Primitive germ cell tumors include the dysgerminoma, immature teratoma, endodermal sinus/yolk sac tumor, embryonal carcinoma, and nongestational choriocarcinoma.

Findings involve a solid, mostly isoechoic, but heterogeneous mass with apparent lobulations. The lobulations are caused by inhomogeneous internal echogenicity giving the sonographic appearance of different compartments in this solid tumor. Blood flow is moderate to abundant in most lesions, indicating a high risk of malignancy.

The solid appearance of this tumor makes the differential diagnosis extensive. Struma ovarii (ectopic thyroid tissue, monodermal teratoma) can have a similar appearance although less vascular. Other solid ovarian malignancies should be considered, including metastatic disease to the ovary, lymphoma, and predominantly solid cystadenocarcinomas (although the common cystic portions of these cystadenocarcinomas are not usually seen in dysgerminomas). The extensive blood flow makes the fibroma and mature dermoid unlikely.

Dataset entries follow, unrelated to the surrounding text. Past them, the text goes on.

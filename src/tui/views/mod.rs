//! TUI Views module
//!
//! The dashboard with its history, chart and analytics panels, plus the
//! sidebar and status bar.

pub mod analytics;
pub mod chart;
pub mod dashboard;
pub mod sidebar;
pub mod status_bar;

use ratatui::Frame;

use super::app::{ActiveDialog, App};
use super::dialogs;
use super::layout::AppLayout;

/// Render the entire application
pub fn render(frame: &mut Frame, app: &mut App) {
    let layout = AppLayout::new(frame.area());

    sidebar::render(frame, app, layout.sidebar);
    dashboard::render(frame, app, layout.main);
    status_bar::render(frame, app, layout.status_bar);

    match app.active_dialog {
        ActiveDialog::None => {}
        ActiveDialog::AddExpense => dialogs::expense::render(frame, app),
        ActiveDialog::Help => dialogs::help::render(frame, app),
    }
}
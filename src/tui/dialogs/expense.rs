//! Add-expense dialog
//!
//! Modal form with a date field, a category selector and an amount field.
//! Tab/Shift+Tab move between fields, Enter saves, Esc cancels.

use chrono::{Days, Local, NaiveDate};
use crossterm::event::{KeyCode, KeyEvent, KeyModifiers};
use ratatui::{
    layout::{Constraint, Direction, Layout, Rect},
    style::{Modifier, Style},
    text::{Line, Span},
    widgets::{Block, Borders, Clear, Paragraph},
    Frame,
};

use crate::models::Category;
use crate::services::{parse_amount, parse_date, ExpenseService, INPUT_DATE_FORMAT};
use crate::tui::app::App;
use crate::tui::layout::centered_rect;
use crate::tui::widgets::input::TextInput;

/// Message shown once an expense has been written
pub const EXPENSE_ADDED: &str = "Expense added successfully!";

/// Which field is currently focused in the expense form
#[derive(Debug, Clone, Copy, PartialEq, Eq, Default)]
pub enum ExpenseField {
    #[default]
    Date,
    Category,
    Amount,
}

impl ExpenseField {
    /// Get the next field (for Tab navigation)
    pub fn next(self) -> Self {
        match self {
            Self::Date => Self::Category,
            Self::Category => Self::Amount,
            Self::Amount => Self::Date,
        }
    }

    /// Get the previous field (for Shift+Tab navigation)
    pub fn prev(self) -> Self {
        match self {
            Self::Date => Self::Amount,
            Self::Category => Self::Date,
            Self::Amount => Self::Category,
        }
    }
}

/// State for the add-expense form
#[derive(Debug, Clone)]
pub struct ExpenseFormState {
    /// Currently focused field
    pub focused_field: ExpenseField,

    /// Date input, prefilled with today
    pub date_input: TextInput,

    /// Selected category
    pub category: Category,

    /// Amount input
    pub amount_input: TextInput,

    /// Increment applied by Up/Down on the amount field
    pub amount_step: f64,

    /// Error message to display
    pub error_message: Option<String>,
}

impl ExpenseFormState {
    /// Create a new form dated today
    pub fn new(amount_step: f64) -> Self {
        Self::for_date(Local::now().date_naive(), amount_step)
    }

    /// Create a new form with a given starting date
    pub fn for_date(date: NaiveDate, amount_step: f64) -> Self {
        let mut state = Self {
            focused_field: ExpenseField::Date,
            date_input: TextInput::new()
                .label("Date")
                .placeholder("YYYY-MM-DD")
                .content(date.format(INPUT_DATE_FORMAT).to_string()),
            category: Category::default(),
            amount_input: TextInput::new().label("Amount").placeholder("0.00"),
            amount_step,
            error_message: None,
        };
        state.update_focus();
        state
    }

    /// Move to the next field
    pub fn next_field(&mut self) {
        self.focused_field = self.focused_field.next();
        self.update_focus();
    }

    /// Move to the previous field
    pub fn prev_field(&mut self) {
        self.focused_field = self.focused_field.prev();
        self.update_focus();
    }

    /// Set focus to a specific field
    pub fn set_focus(&mut self, field: ExpenseField) {
        self.focused_field = field;
        self.update_focus();
    }

    fn update_focus(&mut self) {
        self.date_input.focused = self.focused_field == ExpenseField::Date;
        self.amount_input.focused = self.focused_field == ExpenseField::Amount;
    }

    /// The focused text input, if the focused field is a text field
    pub fn focused_input(&mut self) -> Option<&mut TextInput> {
        match self.focused_field {
            ExpenseField::Date => Some(&mut self.date_input),
            ExpenseField::Amount => Some(&mut self.amount_input),
            ExpenseField::Category => None,
        }
    }

    /// Move the amount by `steps` increments, never below zero
    ///
    /// An empty or unparseable amount counts as zero.
    pub fn step_amount(&mut self, steps: f64) {
        let current = parse_amount(self.amount_input.value()).unwrap_or(0.0);
        let next = (current + steps * self.amount_step).max(0.0);
        self.amount_input.set_value(format_step_value(next));
    }

    /// Move the date by `days`, if the date field holds a valid date
    pub fn step_date(&mut self, days: i64) {
        let Ok(date) = parse_date(self.date_input.value()) else {
            return;
        };
        let moved = if days >= 0 {
            date.checked_add_days(Days::new(days as u64))
        } else {
            date.checked_sub_days(Days::new(days.unsigned_abs()))
        };
        if let Some(moved) = moved {
            self.date_input
                .set_value(moved.format(INPUT_DATE_FORMAT).to_string());
        }
    }

    /// Clear any error message
    pub fn clear_error(&mut self) {
        self.error_message = None;
    }

    /// Set an error message
    pub fn set_error(&mut self, msg: impl Into<String>) {
        self.error_message = Some(msg.into());
    }
}

fn format_step_value(value: f64) -> String {
    if value.fract() == 0.0 {
        format!("{:.0}", value)
    } else {
        format!("{:.2}", value)
    }
}

/// Render the add-expense dialog
pub fn render(frame: &mut Frame, app: &mut App) {
    let palette = app.palette;
    let area = centered_rect(60, 40, frame.area());

    frame.render_widget(Clear, area);

    let block = Block::default()
        .title(" Add Expense ")
        .title_style(
            Style::default()
                .fg(palette.accent)
                .add_modifier(Modifier::BOLD),
        )
        .borders(Borders::ALL)
        .border_style(Style::default().fg(palette.accent));

    frame.render_widget(block, area);

    let inner = Rect {
        x: area.x + 2,
        y: area.y + 1,
        width: area.width.saturating_sub(4),
        height: area.height.saturating_sub(2),
    };

    let chunks = Layout::default()
        .direction(Direction::Vertical)
        .constraints([
            Constraint::Length(1), // Date
            Constraint::Length(1), // Category
            Constraint::Length(1), // Amount
            Constraint::Length(1), // Spacer
            Constraint::Length(1), // Error
            Constraint::Length(1), // Hints
            Constraint::Min(0),
        ])
        .split(inner);

    let form = &app.expense_form;

    frame.render_widget(Paragraph::new(form.date_input.line(&palette)), chunks[0]);

    let category_focused = form.focused_field == ExpenseField::Category;
    let label_style = if category_focused {
        Style::default()
            .fg(palette.accent)
            .add_modifier(Modifier::BOLD)
    } else {
        Style::default().fg(palette.accent)
    };
    let mut category_spans = vec![Span::styled(format!("{:>10}: ", "Category"), label_style)];
    let category_style = Style::default()
        .fg(palette.category_color(form.category))
        .add_modifier(Modifier::BOLD);
    if category_focused {
        category_spans.push(Span::styled("◀ ", Style::default().fg(palette.muted)));
        category_spans.push(Span::styled(form.category.as_str(), category_style));
        category_spans.push(Span::styled(" ▶", Style::default().fg(palette.muted)));
    } else {
        category_spans.push(Span::styled(form.category.as_str(), category_style));
    }
    frame.render_widget(Paragraph::new(Line::from(category_spans)), chunks[1]);

    let mut amount_line = form.amount_input.line(&palette);
    if form.focused_field == ExpenseField::Amount {
        amount_line.spans.push(Span::styled(
            format!("  (Up/Down ±{})", format_step_value(form.amount_step)),
            Style::default().fg(palette.muted),
        ));
    }
    frame.render_widget(Paragraph::new(amount_line), chunks[2]);

    if let Some(ref error) = form.error_message {
        let error_line = Line::from(Span::styled(
            error.clone(),
            Style::default().fg(palette.error),
        ));
        frame.render_widget(Paragraph::new(error_line), chunks[4]);
    }

    let hints = Line::from(vec![
        Span::styled("[Tab]", Style::default().fg(palette.heading)),
        Span::raw(" Next  "),
        Span::styled("[Shift+Tab]", Style::default().fg(palette.heading)),
        Span::raw(" Prev  "),
        Span::styled("[Enter]", Style::default().fg(palette.success)),
        Span::raw(" Add Expense  "),
        Span::styled("[Esc]", Style::default().fg(palette.error)),
        Span::raw(" Cancel"),
    ]);
    frame.render_widget(Paragraph::new(hints), chunks[5]);
}

/// Handle key input for the expense dialog
/// Returns true if the key was handled, false otherwise
pub fn handle_key(app: &mut App, key: KeyEvent) -> bool {
    let form = &mut app.expense_form;

    match key.code {
        KeyCode::Esc => {
            app.close_dialog();
        }

        KeyCode::Tab if key.modifiers.contains(KeyModifiers::SHIFT) => form.prev_field(),
        KeyCode::Tab => form.next_field(),
        KeyCode::BackTab => form.prev_field(),

        KeyCode::Enter => {
            if let Err(e) = save_expense(app) {
                app.expense_form.set_error(e);
            }
        }

        KeyCode::Up | KeyCode::Down => {
            let up = key.code == KeyCode::Up;
            form.clear_error();
            match form.focused_field {
                ExpenseField::Date => form.step_date(if up { 1 } else { -1 }),
                ExpenseField::Category => {
                    form.category = if up { form.category.prev() } else { form.category.next() };
                }
                ExpenseField::Amount => form.step_amount(if up { 1.0 } else { -1.0 }),
            }
        }

        KeyCode::Left | KeyCode::Right => {
            let right = key.code == KeyCode::Right;
            if form.focused_field == ExpenseField::Category {
                form.category = if right { form.category.next() } else { form.category.prev() };
            } else if let Some(input) = form.focused_input() {
                if right {
                    input.move_right();
                } else {
                    input.move_left();
                }
            }
        }

        KeyCode::Home => {
            if let Some(input) = form.focused_input() {
                input.move_start();
            }
        }

        KeyCode::End => {
            if let Some(input) = form.focused_input() {
                input.move_end();
            }
        }

        KeyCode::Backspace => {
            form.clear_error();
            if let Some(input) = form.focused_input() {
                input.backspace();
            }
        }

        KeyCode::Delete => {
            form.clear_error();
            if let Some(input) = form.focused_input() {
                input.delete();
            }
        }

        KeyCode::Char(c) => {
            form.clear_error();
            if let Some(input) = form.focused_input() {
                input.insert(c);
            }
        }

        _ => return false,
    }

    true
}

/// Validate and store the expense, then re-read the record set
fn save_expense(app: &mut App) -> Result<(), String> {
    let form = &app.expense_form;
    ExpenseService::new(app.storage)
        .add_from_input(
            form.date_input.value(),
            form.category.as_str(),
            form.amount_input.value(),
        )
        .map_err(|e| e.to_string())?;

    app.close_dialog();
    app.set_status(EXPENSE_ADDED);
    app.refresh();
    app.select_last();

    Ok(())
}

#[cfg(test)]
mod tests {
    use super::*;
    use crate::config::paths::SplitifyPaths;
    use crate::config::settings::Settings;
    use crate::storage::Storage;
    use crate::tui::app::ActiveDialog;
    use tempfile::TempDir;

    fn key(code: KeyCode) -> KeyEvent {
        KeyEvent::new(code, KeyModifiers::NONE)
    }

    fn create_test_storage() -> (TempDir, Storage) {
        let temp_dir = TempDir::new().unwrap();
        let paths = SplitifyPaths::with_base_dir(temp_dir.path().to_path_buf());
        let storage = Storage::new(paths).unwrap();
        storage.initialize().unwrap();
        (temp_dir, storage)
    }

    fn form() -> ExpenseFormState {
        ExpenseFormState::for_date(NaiveDate::from_ymd_opt(2025, 1, 31).unwrap(), 100.0)
    }

    #[test]
    fn test_field_navigation() {
        let mut form = form();
        assert_eq!(form.focused_field, ExpenseField::Date);
        assert!(form.date_input.focused);

        form.next_field();
        assert_eq!(form.focused_field, ExpenseField::Category);
        assert!(form.focused_input().is_none());

        form.next_field();
        assert!(form.amount_input.focused);
        form.next_field();
        assert_eq!(form.focused_field, ExpenseField::Date);
        form.prev_field();
        assert_eq!(form.focused_field, ExpenseField::Amount);
    }

    #[test]
    fn test_step_amount() {
        let mut form = form();
        form.step_amount(1.0);
        assert_eq!(form.amount_input.value(), "100");
        form.step_amount(1.0);
        assert_eq!(form.amount_input.value(), "200");

        form.amount_input.set_value("50.5");
        form.step_amount(1.0);
        assert_eq!(form.amount_input.value(), "150.50");

        form.step_amount(-5.0);
        assert_eq!(form.amount_input.value(), "0");
    }

    #[test]
    fn test_step_date_crosses_month() {
        let mut form = form();
        form.step_date(1);
        assert_eq!(form.date_input.value(), "2025-02-01");
        form.step_date(-2);
        assert_eq!(form.date_input.value(), "2025-01-30");

        form.date_input.set_value("not a date");
        form.step_date(1);
        assert_eq!(form.date_input.value(), "not a date");
    }

    #[test]
    fn test_enter_saves_and_refreshes() {
        let (_temp_dir, storage) = create_test_storage();
        let settings = Settings::default();
        let mut app = App::new(&storage, &settings);
        app.open_dialog(ActiveDialog::AddExpense);
        app.expense_form = form();

        handle_key(&mut app, key(KeyCode::Tab));
        handle_key(&mut app, key(KeyCode::Down));
        assert_eq!(app.expense_form.category, Category::Transport);
        handle_key(&mut app, key(KeyCode::Tab));
        for c in "42.5".chars() {
            handle_key(&mut app, key(KeyCode::Char(c)));
        }
        handle_key(&mut app, key(KeyCode::Enter));

        assert!(!app.has_dialog());
        assert_eq!(app.status_message.as_deref(), Some(EXPENSE_ADDED));
        assert_eq!(app.records.len(), 1);
        assert_eq!(app.records[0].category, Category::Transport);
        assert_eq!(app.records[0].amount, 42.5);
        assert_eq!(app.records[0].date, NaiveDate::from_ymd_opt(2025, 1, 31).unwrap());
    }

    #[test]
    fn test_invalid_amount_keeps_dialog_open() {
        let (_temp_dir, storage) = create_test_storage();
        let settings = Settings::default();
        let mut app = App::new(&storage, &settings);
        app.open_dialog(ActiveDialog::AddExpense);
        app.expense_form.set_focus(ExpenseField::Amount);
        for c in "abc".chars() {
            handle_key(&mut app, key(KeyCode::Char(c)));
        }
        handle_key(&mut app, key(KeyCode::Enter));

        assert!(app.has_dialog());
        assert!(app.expense_form.error_message.is_some());
        assert_eq!(storage.expenses.count().unwrap(), 0);
    }

    #[test]
    fn test_esc_cancels() {
        let (_temp_dir, storage) = create_test_storage();
        let settings = Settings::default();
        let mut app = App::new(&storage, &settings);
        app.open_dialog(ActiveDialog::AddExpense);

        handle_key(&mut app, key(KeyCode::Esc));
        assert!(!app.has_dialog());
        assert_eq!(storage.expenses.count().unwrap(), 0);
    }
}
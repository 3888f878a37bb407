//! Analytics panel
//!
//! Forecast band on the left, suggestions on the right. Computed only when the
//! user asks for it.

use ratatui::{
    layout::{Constraint, Direction, Layout, Rect},
    style::{Modifier, Style},
    text::{Line, Span},
    widgets::{Block, Borders, Paragraph, Wrap},
    Frame,
};

use crate::analytics::AnalyticsReport;
use crate::display::{ANALYTICS_NEED_DATA, FORECAST_NEED_DATA};
use crate::models::format_amount;
use crate::tui::app::{AnalyticsPanel, App};
use crate::tui::theme::Palette;

/// Render the analytics panel
pub fn render(frame: &mut Frame, app: &App, area: Rect) {
    let palette = app.palette;

    match &app.analytics {
        AnalyticsPanel::Hidden => {}
        AnalyticsPanel::NeedData => {
            let block = panel_block(" Analytics ", &palette);
            let text = Paragraph::new(ANALYTICS_NEED_DATA)
                .block(block)
                .style(Style::default().fg(palette.heading));
            frame.render_widget(text, area);
        }
        AnalyticsPanel::Ready(report) => {
            let chunks = Layout::default()
                .direction(Direction::Horizontal)
                .constraints([Constraint::Length(36), Constraint::Min(20)])
                .split(area);

            render_forecast(frame, report, app, chunks[0]);
            render_suggestions(frame, report, &palette, chunks[1]);
        }
    }
}

fn panel_block(title: &'static str, palette: &Palette) -> Block<'static> {
    Block::default()
        .title(title)
        .title_style(
            Style::default()
                .fg(palette.accent)
                .add_modifier(Modifier::BOLD),
        )
        .borders(Borders::ALL)
        .border_style(Style::default().fg(palette.border))
}

fn render_forecast(frame: &mut Frame, report: &AnalyticsReport, app: &App, area: Rect) {
    let palette = app.palette;
    let currency = &app.settings.currency_symbol;
    let block = panel_block(" Forecast for Next 2 Days ", &palette);

    let lines = match report.forecast.band() {
        Some(band) => {
            let band = band.rounded();
            vec![
                Line::from(""),
                forecast_line(
                    format!("Lower Limit ({})", currency),
                    format_amount(band.lower, currency),
                    &palette,
                ),
                Line::from(""),
                forecast_line(
                    format!("Upper Limit ({})", currency),
                    format_amount(band.upper, currency),
                    &palette,
                ),
            ]
        }
        None => vec![Line::from(Span::styled(
            FORECAST_NEED_DATA,
            Style::default().fg(palette.muted),
        ))],
    };

    frame.render_widget(Paragraph::new(lines).block(block), area);
}

fn forecast_line(label: String, value: String, palette: &Palette) -> Line<'static> {
    Line::from(vec![
        Span::styled(format!("{:<18}", label), Style::default().fg(palette.muted)),
        Span::styled(
            value,
            Style::default()
                .fg(palette.text)
                .add_modifier(Modifier::BOLD),
        ),
    ])
}

fn render_suggestions(frame: &mut Frame, report: &AnalyticsReport, palette: &Palette, area: Rect) {
    let block = panel_block(" Personalized Suggestions ", palette);

    let lines: Vec<Line> = report
        .suggestions
        .iter()
        .map(|suggestion| {
            Line::from(vec![
                Span::styled("• ", Style::default().fg(palette.success)),
                Span::styled(suggestion.clone(), Style::default().fg(palette.text)),
            ])
        })
        .collect();

    let paragraph = Paragraph::new(lines)
        .block(block)
        .wrap(Wrap { trim: true });

    frame.render_widget(paragraph, area);
}
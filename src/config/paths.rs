//! Path management for Splitify
//!
//! Resolves where the settings file, the expense database and the log file live.
//!
//! ## Path Resolution Order
//!
//! 1. `SPLITIFY_DATA_DIR` environment variable (if set)
//! 2. The platform config directory joined with `splitify`
//!    (`~/.config/splitify` on Linux, `%APPDATA%\splitify` on Windows)

use std::path::PathBuf;

use directories::BaseDirs;

use crate::error::SplitifyError;

/// Environment variable that overrides the base directory
pub const DATA_DIR_ENV: &str = "SPLITIFY_DATA_DIR";

/// File name of the SQLite expense database
pub const DATABASE_FILE_NAME: &str = "expense_data.db";

/// Manages all paths used by Splitify
#[derive(Debug, Clone)]
pub struct SplitifyPaths {
    /// Base directory for all Splitify data
    base_dir: PathBuf,
}

impl SplitifyPaths {
    /// Create a new SplitifyPaths instance
    ///
    /// # Errors
    ///
    /// Returns an error if no home/config directory can be determined.
    pub fn new() -> Result<Self, SplitifyError> {
        let base_dir = match std::env::var(DATA_DIR_ENV) {
            Ok(custom) if !custom.trim().is_empty() => PathBuf::from(custom),
            _ => resolve_default_path()?,
        };

        Ok(Self { base_dir })
    }

    /// Create SplitifyPaths with a custom base directory (useful for testing)
    pub fn with_base_dir(base_dir: PathBuf) -> Self {
        Self { base_dir }
    }

    /// Get the base directory
    pub fn base_dir(&self) -> &PathBuf {
        &self.base_dir
    }

    /// Get the data directory (`<base>/data/`)
    pub fn data_dir(&self) -> PathBuf {
        self.base_dir.join("data")
    }

    /// Get the path to the SQLite expense database
    pub fn database_file(&self) -> PathBuf {
        self.data_dir().join(DATABASE_FILE_NAME)
    }

    /// Get the path to the settings file
    pub fn settings_file(&self) -> PathBuf {
        self.base_dir.join("config.json")
    }

    /// Get the path to the log file used while the TUI owns the terminal
    pub fn log_file(&self) -> PathBuf {
        self.base_dir.join("splitify.log")
    }

    /// Ensure the base and data directories exist
    pub fn ensure_directories(&self) -> Result<(), SplitifyError> {
        std::fs::create_dir_all(&self.base_dir)
            .map_err(|e| SplitifyError::Io(format!("Failed to create base directory: {}", e)))?;

        std::fs::create_dir_all(self.data_dir())
            .map_err(|e| SplitifyError::Io(format!("Failed to create data directory: {}", e)))?;

        Ok(())
    }

    /// Check if Splitify has been initialized (config file exists)
    pub fn is_initialized(&self) -> bool {
        self.settings_file().exists()
    }
}

fn resolve_default_path() -> Result<PathBuf, SplitifyError> {
    let dirs = BaseDirs::new()
        .ok_or_else(|| SplitifyError::Config("Could not determine home directory".into()))?;
    Ok(dirs.config_dir().join("splitify"))
}

#[cfg(test)]
mod tests {
    use super::*;
    use tempfile::TempDir;

    #[test]
    fn test_custom_base_dir() {
        let temp_dir = TempDir::new().unwrap();
        let paths = SplitifyPaths::with_base_dir(temp_dir.path().to_path_buf());

        assert_eq!(paths.base_dir(), temp_dir.path());
        assert_eq!(paths.data_dir(), temp_dir.path().join("data"));
    }

    #[test]
    fn test_ensure_directories() {
        let temp_dir = TempDir::new().unwrap();
        let paths = SplitifyPaths::with_base_dir(temp_dir.path().join("nested"));

        paths.ensure_directories().unwrap();

        assert!(paths.base_dir().exists());
        assert!(paths.data_dir().exists());
        assert!(!paths.is_initialized());
    }

    #[test]
    fn test_file_paths() {
        let temp_dir = TempDir::new().unwrap();
        let paths = SplitifyPaths::with_base_dir(temp_dir.path().to_path_buf());

        assert_eq!(paths.settings_file(), temp_dir.path().join("config.json"));
        assert_eq!(
            paths.database_file(),
            temp_dir.path().join("data").join("expense_data.db")
        );
        assert_eq!(paths.log_file(), temp_dir.path().join("splitify.log"));
    }
}
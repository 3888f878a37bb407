//! Modal dialogs

pub mod expense;
pub mod help;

Dysgerminomas may present either as palpable adnexal masses or as incidental findings on an imaging study. Occasionally, these tumors display unusually rapid growth, and patients may present with abdominal enlargement and pain caused by rupture with hemoperitoneum or torsion. If the tumor is hormonally active, menstrual abnormalities may occur. These tumors can produce placental alkaline phosphatase and LDH. Thus, in patients with a solid-appearing adnexal mass, assessment of such tumor markers may be helpful. An occasional patient may produce hCG but virtually never produces alpha fetoprotein (AFP). Studies indicate that approximately 75% of women with dysgerminomas present with stage I disease. There is bilateral involvement in approximately 10% to 15% of cases. Because the ultrasound findings are nonspecific, treatment is surgical exploration and resection in virtually all cases. These patients are often young and have not completed their child bearing; therefore, unilateral salpingo-oophorectomy is appropriate and is curative in most cases.